Task description
Supply the number of lines below containing "hardware", nothing else.

Data for this task
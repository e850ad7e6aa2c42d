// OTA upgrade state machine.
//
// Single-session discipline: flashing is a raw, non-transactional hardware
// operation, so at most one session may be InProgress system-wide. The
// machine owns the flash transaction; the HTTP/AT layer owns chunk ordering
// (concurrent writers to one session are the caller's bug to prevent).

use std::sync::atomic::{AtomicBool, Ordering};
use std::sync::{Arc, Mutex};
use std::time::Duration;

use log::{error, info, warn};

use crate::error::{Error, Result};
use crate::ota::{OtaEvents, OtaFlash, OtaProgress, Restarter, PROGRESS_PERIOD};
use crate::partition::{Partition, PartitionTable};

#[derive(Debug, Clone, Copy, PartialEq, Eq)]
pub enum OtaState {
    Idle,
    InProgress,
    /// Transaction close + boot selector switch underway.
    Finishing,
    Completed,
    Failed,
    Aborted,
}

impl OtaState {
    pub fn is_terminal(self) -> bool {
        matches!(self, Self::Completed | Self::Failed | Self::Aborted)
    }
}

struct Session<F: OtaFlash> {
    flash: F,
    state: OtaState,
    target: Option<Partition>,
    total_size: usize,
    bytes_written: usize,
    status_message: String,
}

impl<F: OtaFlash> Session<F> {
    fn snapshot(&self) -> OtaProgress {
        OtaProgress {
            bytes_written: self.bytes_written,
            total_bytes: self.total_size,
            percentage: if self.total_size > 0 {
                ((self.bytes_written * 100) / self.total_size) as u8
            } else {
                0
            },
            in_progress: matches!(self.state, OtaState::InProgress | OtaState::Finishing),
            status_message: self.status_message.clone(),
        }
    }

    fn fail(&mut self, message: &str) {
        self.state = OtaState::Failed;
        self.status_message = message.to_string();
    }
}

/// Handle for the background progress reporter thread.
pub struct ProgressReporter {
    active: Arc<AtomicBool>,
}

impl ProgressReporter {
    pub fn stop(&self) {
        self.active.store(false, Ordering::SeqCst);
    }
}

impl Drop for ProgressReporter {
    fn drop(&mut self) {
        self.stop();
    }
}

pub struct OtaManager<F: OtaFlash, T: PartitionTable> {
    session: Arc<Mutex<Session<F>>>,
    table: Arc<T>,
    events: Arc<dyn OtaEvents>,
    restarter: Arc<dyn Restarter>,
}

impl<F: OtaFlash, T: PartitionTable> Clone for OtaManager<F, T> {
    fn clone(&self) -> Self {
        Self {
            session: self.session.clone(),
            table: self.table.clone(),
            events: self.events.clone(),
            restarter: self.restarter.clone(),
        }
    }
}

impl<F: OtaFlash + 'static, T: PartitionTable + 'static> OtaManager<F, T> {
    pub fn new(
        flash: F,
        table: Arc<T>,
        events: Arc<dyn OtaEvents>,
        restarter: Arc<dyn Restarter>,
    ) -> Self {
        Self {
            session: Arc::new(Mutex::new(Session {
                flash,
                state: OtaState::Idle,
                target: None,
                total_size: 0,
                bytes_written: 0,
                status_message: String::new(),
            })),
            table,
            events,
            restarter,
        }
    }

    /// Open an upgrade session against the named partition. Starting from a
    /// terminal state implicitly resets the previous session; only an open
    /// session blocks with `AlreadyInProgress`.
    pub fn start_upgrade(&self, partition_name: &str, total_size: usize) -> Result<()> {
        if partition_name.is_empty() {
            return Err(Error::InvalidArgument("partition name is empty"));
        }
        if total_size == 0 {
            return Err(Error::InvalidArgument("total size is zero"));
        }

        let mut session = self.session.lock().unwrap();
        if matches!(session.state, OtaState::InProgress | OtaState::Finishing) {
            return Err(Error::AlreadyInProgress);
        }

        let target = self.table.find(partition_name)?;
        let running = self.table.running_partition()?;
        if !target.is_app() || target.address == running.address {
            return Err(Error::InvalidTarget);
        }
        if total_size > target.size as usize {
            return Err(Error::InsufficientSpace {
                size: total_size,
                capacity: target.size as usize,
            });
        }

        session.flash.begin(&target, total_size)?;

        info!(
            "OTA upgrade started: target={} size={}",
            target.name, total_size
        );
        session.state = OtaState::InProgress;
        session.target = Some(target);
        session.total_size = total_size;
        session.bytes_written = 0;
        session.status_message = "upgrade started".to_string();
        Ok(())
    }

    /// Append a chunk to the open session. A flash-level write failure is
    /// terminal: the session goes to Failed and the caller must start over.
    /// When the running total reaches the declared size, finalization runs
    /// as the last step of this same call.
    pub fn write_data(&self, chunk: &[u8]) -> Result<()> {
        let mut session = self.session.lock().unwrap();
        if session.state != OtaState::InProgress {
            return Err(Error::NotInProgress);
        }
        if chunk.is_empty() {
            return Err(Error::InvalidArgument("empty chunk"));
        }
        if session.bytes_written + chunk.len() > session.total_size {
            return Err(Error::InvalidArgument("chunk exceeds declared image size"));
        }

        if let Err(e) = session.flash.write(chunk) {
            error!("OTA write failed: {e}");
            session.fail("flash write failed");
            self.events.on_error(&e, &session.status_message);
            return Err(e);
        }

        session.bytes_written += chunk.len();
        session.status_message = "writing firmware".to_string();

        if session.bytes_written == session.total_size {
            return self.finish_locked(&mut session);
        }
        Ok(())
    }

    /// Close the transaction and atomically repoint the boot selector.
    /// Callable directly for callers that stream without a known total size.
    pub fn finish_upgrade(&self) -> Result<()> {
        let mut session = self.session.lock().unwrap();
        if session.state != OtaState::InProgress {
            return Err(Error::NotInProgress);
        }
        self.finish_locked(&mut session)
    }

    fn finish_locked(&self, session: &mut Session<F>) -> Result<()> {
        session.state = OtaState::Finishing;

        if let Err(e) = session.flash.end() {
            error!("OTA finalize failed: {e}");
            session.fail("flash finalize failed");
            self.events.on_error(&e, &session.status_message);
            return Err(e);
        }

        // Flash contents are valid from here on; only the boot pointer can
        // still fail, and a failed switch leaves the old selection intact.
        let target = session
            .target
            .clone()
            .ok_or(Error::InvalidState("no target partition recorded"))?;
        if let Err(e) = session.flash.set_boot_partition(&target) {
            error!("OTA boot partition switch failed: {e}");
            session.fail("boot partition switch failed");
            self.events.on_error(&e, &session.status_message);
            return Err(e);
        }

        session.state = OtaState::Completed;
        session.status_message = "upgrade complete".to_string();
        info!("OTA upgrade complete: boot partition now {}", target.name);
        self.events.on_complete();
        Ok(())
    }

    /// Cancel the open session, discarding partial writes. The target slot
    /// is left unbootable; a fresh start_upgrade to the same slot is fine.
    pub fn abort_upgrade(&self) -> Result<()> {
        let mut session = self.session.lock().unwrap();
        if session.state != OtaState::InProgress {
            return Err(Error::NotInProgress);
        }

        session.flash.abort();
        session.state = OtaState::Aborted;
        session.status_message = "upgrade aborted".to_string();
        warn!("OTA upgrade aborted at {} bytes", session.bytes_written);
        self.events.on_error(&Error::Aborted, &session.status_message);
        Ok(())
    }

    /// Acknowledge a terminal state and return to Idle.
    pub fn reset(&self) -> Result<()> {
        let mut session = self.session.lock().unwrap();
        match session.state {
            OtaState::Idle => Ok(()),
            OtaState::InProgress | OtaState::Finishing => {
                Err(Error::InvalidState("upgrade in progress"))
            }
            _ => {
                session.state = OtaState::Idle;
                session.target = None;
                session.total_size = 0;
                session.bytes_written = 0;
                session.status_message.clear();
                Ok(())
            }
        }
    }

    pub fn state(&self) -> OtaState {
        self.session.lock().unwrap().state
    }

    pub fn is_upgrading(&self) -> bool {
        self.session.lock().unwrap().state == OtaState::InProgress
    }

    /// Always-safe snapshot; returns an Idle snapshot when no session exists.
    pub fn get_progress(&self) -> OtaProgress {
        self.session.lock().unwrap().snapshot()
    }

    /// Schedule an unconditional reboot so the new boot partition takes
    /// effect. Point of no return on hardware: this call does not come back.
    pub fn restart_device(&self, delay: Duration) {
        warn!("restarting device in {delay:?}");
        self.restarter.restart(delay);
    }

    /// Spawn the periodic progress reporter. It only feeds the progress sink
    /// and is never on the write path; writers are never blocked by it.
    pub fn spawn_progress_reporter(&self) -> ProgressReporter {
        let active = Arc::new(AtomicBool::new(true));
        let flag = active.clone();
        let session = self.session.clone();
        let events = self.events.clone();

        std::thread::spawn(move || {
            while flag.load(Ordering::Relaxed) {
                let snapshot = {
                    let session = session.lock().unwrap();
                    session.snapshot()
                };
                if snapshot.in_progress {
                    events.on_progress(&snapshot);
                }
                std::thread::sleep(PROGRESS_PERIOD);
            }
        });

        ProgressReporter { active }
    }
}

Task output
2